THE PROBLEM>
Check every line of the records below for the string "count", then report only how many lines have it.
RECORDS SUPPLIED Start Marker
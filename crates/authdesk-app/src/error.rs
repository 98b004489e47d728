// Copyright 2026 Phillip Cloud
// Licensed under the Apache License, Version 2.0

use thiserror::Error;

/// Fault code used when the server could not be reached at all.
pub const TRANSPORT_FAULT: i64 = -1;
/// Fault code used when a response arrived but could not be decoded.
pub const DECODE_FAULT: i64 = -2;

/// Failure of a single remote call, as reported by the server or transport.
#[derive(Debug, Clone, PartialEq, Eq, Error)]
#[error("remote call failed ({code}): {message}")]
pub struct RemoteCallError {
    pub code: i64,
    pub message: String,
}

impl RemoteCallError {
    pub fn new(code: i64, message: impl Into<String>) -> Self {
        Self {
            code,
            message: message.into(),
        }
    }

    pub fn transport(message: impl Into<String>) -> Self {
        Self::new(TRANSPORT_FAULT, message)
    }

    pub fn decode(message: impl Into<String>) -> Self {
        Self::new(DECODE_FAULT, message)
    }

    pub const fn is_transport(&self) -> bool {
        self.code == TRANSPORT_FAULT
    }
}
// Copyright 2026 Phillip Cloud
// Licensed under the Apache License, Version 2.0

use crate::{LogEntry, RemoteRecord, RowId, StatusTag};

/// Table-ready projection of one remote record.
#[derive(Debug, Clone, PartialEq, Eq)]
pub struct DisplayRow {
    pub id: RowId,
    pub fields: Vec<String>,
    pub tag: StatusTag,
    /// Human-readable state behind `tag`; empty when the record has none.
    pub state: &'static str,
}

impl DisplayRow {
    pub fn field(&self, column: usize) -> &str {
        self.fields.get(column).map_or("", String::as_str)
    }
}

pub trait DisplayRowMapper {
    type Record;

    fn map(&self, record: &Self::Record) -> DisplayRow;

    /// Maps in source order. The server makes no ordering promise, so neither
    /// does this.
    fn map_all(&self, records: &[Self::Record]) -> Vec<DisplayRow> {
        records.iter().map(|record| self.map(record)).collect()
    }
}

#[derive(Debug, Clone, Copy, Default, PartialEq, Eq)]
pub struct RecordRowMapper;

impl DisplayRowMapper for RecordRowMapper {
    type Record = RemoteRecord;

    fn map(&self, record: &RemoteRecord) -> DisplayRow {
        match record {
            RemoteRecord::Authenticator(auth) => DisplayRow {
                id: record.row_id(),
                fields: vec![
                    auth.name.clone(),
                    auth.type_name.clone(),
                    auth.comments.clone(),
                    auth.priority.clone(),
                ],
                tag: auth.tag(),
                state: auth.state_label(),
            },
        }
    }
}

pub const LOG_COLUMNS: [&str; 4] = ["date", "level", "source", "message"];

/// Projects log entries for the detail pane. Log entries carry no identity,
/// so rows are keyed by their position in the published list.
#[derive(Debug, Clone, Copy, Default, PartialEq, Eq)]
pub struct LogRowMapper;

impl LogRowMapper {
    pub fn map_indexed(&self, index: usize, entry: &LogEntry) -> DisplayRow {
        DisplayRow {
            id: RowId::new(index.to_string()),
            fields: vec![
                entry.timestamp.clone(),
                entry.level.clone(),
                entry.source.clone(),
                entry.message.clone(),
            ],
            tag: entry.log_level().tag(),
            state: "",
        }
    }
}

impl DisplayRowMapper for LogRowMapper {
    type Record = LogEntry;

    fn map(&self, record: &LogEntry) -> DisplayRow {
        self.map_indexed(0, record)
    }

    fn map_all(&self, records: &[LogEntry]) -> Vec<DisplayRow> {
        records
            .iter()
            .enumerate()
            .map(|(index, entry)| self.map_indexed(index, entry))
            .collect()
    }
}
RECORDS SUPPLIED End Marker
RECORDS SUPPLIED Start Marker
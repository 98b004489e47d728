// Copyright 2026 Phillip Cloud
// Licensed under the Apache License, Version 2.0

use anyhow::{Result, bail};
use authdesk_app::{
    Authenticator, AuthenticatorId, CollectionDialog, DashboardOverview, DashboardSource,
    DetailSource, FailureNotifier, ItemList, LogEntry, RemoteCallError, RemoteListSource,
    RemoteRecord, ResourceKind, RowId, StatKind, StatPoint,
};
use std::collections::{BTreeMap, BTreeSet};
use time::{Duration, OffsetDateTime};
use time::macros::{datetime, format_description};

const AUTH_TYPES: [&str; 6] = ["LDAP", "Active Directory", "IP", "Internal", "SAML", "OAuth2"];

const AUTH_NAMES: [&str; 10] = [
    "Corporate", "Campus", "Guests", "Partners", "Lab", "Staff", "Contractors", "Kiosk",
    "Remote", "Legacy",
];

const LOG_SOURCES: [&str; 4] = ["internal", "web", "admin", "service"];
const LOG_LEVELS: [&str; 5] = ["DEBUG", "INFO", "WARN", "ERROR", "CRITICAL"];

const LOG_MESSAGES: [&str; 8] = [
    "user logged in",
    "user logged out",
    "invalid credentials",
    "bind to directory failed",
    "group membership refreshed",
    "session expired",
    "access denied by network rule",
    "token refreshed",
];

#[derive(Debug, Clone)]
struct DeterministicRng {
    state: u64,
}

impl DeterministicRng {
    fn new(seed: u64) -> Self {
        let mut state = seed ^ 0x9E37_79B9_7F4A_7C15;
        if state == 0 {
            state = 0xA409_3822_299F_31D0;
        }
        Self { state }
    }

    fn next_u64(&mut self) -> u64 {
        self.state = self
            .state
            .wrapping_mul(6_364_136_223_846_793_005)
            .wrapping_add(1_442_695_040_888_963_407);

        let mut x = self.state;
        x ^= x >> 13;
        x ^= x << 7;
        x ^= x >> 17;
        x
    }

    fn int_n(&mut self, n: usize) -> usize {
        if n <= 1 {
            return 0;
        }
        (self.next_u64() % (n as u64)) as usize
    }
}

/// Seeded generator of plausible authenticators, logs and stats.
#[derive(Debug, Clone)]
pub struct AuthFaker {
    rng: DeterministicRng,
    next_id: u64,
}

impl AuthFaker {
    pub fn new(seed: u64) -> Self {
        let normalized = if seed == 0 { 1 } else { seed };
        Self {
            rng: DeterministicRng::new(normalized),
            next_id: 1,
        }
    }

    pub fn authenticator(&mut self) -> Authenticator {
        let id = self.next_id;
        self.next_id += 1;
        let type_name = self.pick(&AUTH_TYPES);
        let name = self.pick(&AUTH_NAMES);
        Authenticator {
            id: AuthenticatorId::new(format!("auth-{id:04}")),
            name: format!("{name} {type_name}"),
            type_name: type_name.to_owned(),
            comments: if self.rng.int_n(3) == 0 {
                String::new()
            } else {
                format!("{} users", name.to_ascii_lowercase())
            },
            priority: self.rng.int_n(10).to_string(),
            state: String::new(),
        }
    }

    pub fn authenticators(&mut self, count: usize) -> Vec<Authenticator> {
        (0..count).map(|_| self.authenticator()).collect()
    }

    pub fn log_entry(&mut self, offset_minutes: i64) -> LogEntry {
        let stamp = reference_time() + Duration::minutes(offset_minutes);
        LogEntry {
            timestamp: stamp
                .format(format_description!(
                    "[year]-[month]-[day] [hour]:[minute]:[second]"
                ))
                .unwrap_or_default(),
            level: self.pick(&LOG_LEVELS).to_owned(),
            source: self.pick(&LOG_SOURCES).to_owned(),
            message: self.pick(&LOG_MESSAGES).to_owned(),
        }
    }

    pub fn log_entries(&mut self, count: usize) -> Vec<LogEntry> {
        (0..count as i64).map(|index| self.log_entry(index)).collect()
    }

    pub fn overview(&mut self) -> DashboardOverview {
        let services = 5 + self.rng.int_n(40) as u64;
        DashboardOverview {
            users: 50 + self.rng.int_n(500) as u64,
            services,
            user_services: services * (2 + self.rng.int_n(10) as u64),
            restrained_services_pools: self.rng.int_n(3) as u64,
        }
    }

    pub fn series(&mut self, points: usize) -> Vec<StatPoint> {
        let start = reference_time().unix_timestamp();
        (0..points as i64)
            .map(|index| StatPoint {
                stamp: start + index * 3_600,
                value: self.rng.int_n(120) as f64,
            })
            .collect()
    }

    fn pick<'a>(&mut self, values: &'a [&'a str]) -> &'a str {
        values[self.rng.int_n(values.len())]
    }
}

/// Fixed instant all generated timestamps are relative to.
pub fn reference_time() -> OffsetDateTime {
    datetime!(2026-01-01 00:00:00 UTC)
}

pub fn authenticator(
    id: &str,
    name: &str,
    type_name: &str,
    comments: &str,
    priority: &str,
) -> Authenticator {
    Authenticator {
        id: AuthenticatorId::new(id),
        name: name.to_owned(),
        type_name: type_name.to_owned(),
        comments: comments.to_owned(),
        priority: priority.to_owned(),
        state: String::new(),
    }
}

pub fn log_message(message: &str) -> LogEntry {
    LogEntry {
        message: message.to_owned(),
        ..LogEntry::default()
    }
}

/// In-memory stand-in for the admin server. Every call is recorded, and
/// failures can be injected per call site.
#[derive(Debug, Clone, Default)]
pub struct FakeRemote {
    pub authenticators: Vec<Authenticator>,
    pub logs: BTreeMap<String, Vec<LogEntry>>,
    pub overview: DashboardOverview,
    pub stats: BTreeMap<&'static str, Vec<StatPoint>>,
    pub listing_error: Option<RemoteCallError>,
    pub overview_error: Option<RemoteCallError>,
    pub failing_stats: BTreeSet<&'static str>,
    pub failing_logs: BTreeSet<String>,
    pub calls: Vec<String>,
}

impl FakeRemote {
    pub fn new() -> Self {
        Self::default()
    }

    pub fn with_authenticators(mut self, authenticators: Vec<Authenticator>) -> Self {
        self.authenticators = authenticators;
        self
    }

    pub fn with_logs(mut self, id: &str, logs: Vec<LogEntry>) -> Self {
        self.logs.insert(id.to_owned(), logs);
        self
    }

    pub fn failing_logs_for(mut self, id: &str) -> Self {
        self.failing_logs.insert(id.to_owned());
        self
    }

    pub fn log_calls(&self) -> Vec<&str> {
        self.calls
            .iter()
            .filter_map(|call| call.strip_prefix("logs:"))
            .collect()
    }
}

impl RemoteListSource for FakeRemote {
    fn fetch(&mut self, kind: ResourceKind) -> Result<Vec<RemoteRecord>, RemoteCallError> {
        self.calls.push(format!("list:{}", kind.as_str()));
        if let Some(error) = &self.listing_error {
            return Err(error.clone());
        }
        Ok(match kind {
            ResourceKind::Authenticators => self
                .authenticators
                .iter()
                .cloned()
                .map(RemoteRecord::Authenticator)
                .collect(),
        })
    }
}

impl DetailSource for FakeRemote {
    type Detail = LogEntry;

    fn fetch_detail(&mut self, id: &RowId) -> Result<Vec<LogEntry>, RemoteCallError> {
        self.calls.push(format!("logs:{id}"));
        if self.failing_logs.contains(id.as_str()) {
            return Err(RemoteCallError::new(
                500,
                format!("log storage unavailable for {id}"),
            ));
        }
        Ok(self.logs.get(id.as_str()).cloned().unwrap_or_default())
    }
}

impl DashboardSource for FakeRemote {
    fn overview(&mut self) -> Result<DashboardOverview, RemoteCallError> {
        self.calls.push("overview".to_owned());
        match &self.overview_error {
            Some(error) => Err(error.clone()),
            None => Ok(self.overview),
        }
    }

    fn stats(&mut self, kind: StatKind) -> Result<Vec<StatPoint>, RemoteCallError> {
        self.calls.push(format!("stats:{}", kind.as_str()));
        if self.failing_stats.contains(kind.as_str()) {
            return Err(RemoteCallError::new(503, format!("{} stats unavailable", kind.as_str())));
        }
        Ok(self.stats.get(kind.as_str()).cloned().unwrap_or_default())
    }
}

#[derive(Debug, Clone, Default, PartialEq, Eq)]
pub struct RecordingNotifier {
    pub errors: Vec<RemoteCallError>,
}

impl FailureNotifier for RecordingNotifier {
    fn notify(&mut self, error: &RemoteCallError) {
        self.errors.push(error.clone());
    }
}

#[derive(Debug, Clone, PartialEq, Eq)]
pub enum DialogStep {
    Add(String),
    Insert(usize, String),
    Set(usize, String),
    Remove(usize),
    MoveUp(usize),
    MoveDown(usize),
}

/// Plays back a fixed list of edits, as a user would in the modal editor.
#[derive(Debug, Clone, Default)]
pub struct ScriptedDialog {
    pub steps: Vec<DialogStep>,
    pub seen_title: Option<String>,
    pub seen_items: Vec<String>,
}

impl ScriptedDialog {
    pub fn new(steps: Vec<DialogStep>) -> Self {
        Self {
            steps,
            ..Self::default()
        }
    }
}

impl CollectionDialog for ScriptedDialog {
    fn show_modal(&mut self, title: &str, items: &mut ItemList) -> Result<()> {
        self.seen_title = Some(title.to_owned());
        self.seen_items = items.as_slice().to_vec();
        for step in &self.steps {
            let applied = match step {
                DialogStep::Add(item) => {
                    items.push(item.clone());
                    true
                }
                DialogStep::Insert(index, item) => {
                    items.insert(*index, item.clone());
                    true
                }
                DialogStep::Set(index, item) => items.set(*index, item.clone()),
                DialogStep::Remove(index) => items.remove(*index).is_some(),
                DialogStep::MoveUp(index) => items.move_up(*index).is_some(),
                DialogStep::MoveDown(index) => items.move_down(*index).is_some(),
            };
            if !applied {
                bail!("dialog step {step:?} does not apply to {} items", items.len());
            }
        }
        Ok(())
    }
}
RECORDS SUPPLIED End Marker
RESULT BELOW>
4